In January next year, forensic anthropologist Professor Dame Sue Black will lead an event focussed on the fate of Lord Lovat, ‘The Old Fox’. Currently known to readers and TV audiences as the grandfather of Jamie Fraser, the lead character in the Outlander series. Lord Lovat, the notorious 18th century clan chief, was beheaded in London for supporting Bonnie Prince Charlie.

However, for centuries, there has been debate as to whether his remains lie in the family’s mausoleum near Inverness. Scientists have undertaken a careful examination of these remains and will reveal their findings at this event.

In February, Dino Digs and ­Monster Myths will consider how myths, legends and scientific enquiry have combined to fascinate and inspire our ancient ancestors through to ­current generations.

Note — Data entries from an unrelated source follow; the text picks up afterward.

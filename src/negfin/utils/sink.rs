use std::io::{BufWriter, Write};

use crate::error::{Error, OutputError};

/// Receiver of mined itemsets, in discovery order.
pub trait ItemsetSink {
    /// Called once, after the database has been scanned.
    fn begin(&mut self, _num_transactions: u64) -> Result<(), Error> {
        Ok(())
    }

    /// One frequent itemset as original item identifiers.
    fn accept(&mut self, itemset: &[u64], support: u64) -> Result<(), Error>;

    fn finish(&mut self) -> Result<(), Error> {
        Ok(())
    }
}

impl<K: ItemsetSink + ?Sized> ItemsetSink for &mut K {
    fn begin(&mut self, num_transactions: u64) -> Result<(), Error> {
        (**self).begin(num_transactions)
    }

    fn accept(&mut self, itemset: &[u64], support: u64) -> Result<(), Error> {
        (**self).accept(itemset, support)
    }

    fn finish(&mut self) -> Result<(), Error> {
        (**self).finish()
    }
}

/// `support / num_transactions` as a whole percentage, ties rounded to even.
pub fn percentage(support: u64, num_transactions: u64) -> u64 {
    if num_transactions == 0 {
        return 0;
    }
    (support as f64 / num_transactions as f64 * 100.0).round_ties_even() as u64
}

fn write_line(
    out: &mut impl Write,
    itemset: &[u64],
    support: u64,
    num_transactions: u64,
) -> std::io::Result<()> {
    for id in itemset {
        write!(out, "{id} ")?;
    }
    writeln!(
        out,
        "#SUP:{support} %:{}",
        percentage(support, num_transactions)
    )
}

/// Writes one `<id> <id> ... #SUP:<support> %:<percentage>` line per itemset.
pub struct ItemsetWriter<W: Write> {
    out: BufWriter<W>,
    num_transactions: u64,
}

impl<W: Write> ItemsetWriter<W> {
    pub fn new(out: W) -> Self {
        Self {
            out: BufWriter::new(out),
            num_transactions: 0,
        }
    }

    pub fn into_inner(self) -> Result<W, OutputError> {
        self.out
            .into_inner()
            .map_err(|err| OutputError::Io(err.into_error()))
    }
}

impl<W: Write> ItemsetSink for ItemsetWriter<W> {
    fn begin(&mut self, num_transactions: u64) -> Result<(), Error> {
        self.num_transactions = num_transactions;
        Ok(())
    }

    fn accept(&mut self, itemset: &[u64], support: u64) -> Result<(), Error> {
        write_line(&mut self.out, itemset, support, self.num_transactions)
            .map_err(OutputError::Io)?;
        Ok(())
    }

    fn finish(&mut self) -> Result<(), Error> {
        self.out.flush().map_err(OutputError::Io)?;
        Ok(())
    }
}
//! Depth-first search over the set-enumeration tree.
//!
//! Every enumeration node carries the support of its itemset and a node-set
//! of BMC-tree nodes. For an itemset `{a, x}` found at depth 2 the node-set
//! holds the nodes of `a` whose path lacks `x`; deeper node-sets are derived
//! from those. A candidate's support is always the parent's support minus the
//! weight of its node-set, so no positive intersection is ever materialised.

use std::borrow::Cow;

use super::{
    config::MiningOptions,
    emit::Emitter,
    scan::ItemTable,
    tree::{BmcTree, NodeId, NodesetIndex},
    utils::ItemsetSink,
};
use crate::error::{Error, OverflowError};

#[derive(Debug, Clone)]
pub struct EnumerationNode<'t> {
    pub label: usize,
    pub count: u64,
    pub nodeset: Cow<'t, [NodeId]>,
}

impl EnumerationNode<'_> {
    fn release(&mut self) {
        self.nodeset = Cow::Borrowed(&[]);
    }
}

/// State of one mining run: the current itemset path, the items tied with
/// it, and the emitter that receives every discovered itemset.
pub struct MiningContext<'a, K> {
    tree: &'a BmcTree,
    index: &'a NodesetIndex,
    items: &'a ItemTable,
    min_support: u64,
    options: MiningOptions,
    itemset: Vec<usize>,
    ties: Vec<usize>,
    emitter: Emitter<'a, K>,
}

impl<'a, K: ItemsetSink> MiningContext<'a, K> {
    pub fn new(
        tree: &'a BmcTree,
        index: &'a NodesetIndex,
        items: &'a ItemTable,
        options: MiningOptions,
        sink: K,
    ) -> Self {
        Self {
            tree,
            index,
            items,
            min_support: items.min_support(),
            options,
            itemset: Vec::with_capacity(items.len()),
            ties: Vec::with_capacity(items.len()),
            emitter: Emitter::new(items, options, sink),
        }
    }

    /// Enumerate every frequent itemset, least frequent item first. Returns
    /// the number of itemsets emitted.
    pub fn mine(&mut self) -> Result<u64, Error> {
        let (index, items) = (self.index, self.items);
        let mut roots: Vec<EnumerationNode<'a>> = (0..items.len())
            .rev()
            .map(|rank| EnumerationNode {
                label: rank,
                count: items.item(rank).support,
                nodeset: Cow::Borrowed(index.lookup(rank)),
            })
            .collect();
        self.expand_all(&mut roots, 1)?;
        tracing::debug!(itemsets = self.emitter.emitted(), "mined itemsets");
        Ok(self.emitter.emitted())
    }

    /// Expand each node in turn against the nodes after it, dropping its
    /// node-set once its subtree is done.
    fn expand_all(&mut self, nodes: &mut [EnumerationNode<'a>], depth: usize) -> Result<(), Error> {
        let mut rest = nodes;
        while let Some((node, siblings)) = std::mem::take(&mut rest).split_first_mut() {
            self.expand(node, siblings, depth)?;
            node.release();
            rest = siblings;
        }
        Ok(())
    }

    fn expand(
        &mut self,
        node: &EnumerationNode<'a>,
        siblings: &[EnumerationNode<'a>],
        depth: usize,
    ) -> Result<(), Error> {
        let inherited_ties = self.ties.len();
        let mut children = Vec::new();
        if self.options.allows(depth + 1) {
            for sibling in siblings {
                let (nodeset, negative) = if depth == 1 {
                    // occurrences of `node` without `sibling` on their path
                    self.select(&node.nodeset, sibling.label, false)?
                } else {
                    self.select(&sibling.nodeset, node.label, true)?
                };
                let support = node
                    .count
                    .checked_sub(negative)
                    .ok_or(OverflowError::count("candidate support"))?;
                if support < self.min_support {
                    continue;
                }
                if support == node.count {
                    self.ties.push(sibling.label);
                } else {
                    children.push(EnumerationNode {
                        label: sibling.label,
                        count: support,
                        nodeset: Cow::Owned(nodeset),
                    });
                }
            }
        }

        self.itemset.push(node.label);
        self.emitter.emit(&self.itemset, &self.ties, node.count)?;
        self.expand_all(&mut children, depth + 1)?;
        self.itemset.pop();
        self.ties.truncate(inherited_ties);
        Ok(())
    }

    /// Nodes of `nodes` whose ancestor code has `rank` set (or unset when
    /// `present` is false), with their total count.
    fn select(
        &self,
        nodes: &[NodeId],
        rank: usize,
        present: bool,
    ) -> Result<(Vec<NodeId>, u64), Error> {
        let mut selected = Vec::new();
        let mut weight: u64 = 0;
        for &id in nodes {
            let bmc_node = self.tree.node(id);
            if bmc_node.code.test(rank) == present {
                selected.push(id);
                weight = weight
                    .checked_add(bmc_node.count)
                    .ok_or(OverflowError::count("node-set weight"))?;
            }
        }
        Ok((selected, weight))
    }

    pub fn into_sink(self) -> K {
        self.emitter.into_sink()
    }
}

In addition to the public events, the RSE @ Inverness Schools ­Programme will offer pupils opportunities to receive free curriculum-linked school talks, motivating their learning and providing them with a unique insight into academic life and research. All the talks are ­delivered by experts in their fields who ­volunteer their time and are keen to enthuse ­students from P6 to S6 on a wide range of ­topics; such as high-performance computing, gravitational waves, crime and ­punishment in 19th ­century literature, and more.

The RSE seeks to ensure that ­outcomes realised from the RSE @ Inverness programme will have lasting benefit to the region and local community.

One of the main aims of the RSE @ Inverness programme is to ­provide a sound and informed basis to empower the community to address current local, national and global issues.

Recent event feedback has been encouraging and supportive and we look forward to developing a strong relationship with the Inverness ­community through augmenting the activities of existing local organisations through the RSE @ Inverness Outreach Programme.

Sir Andrew Cubie CBE, FRSE, is a Fellow of the Royal Society of ­Edinburgh and convenor of the RSE’s Outreach Programmes.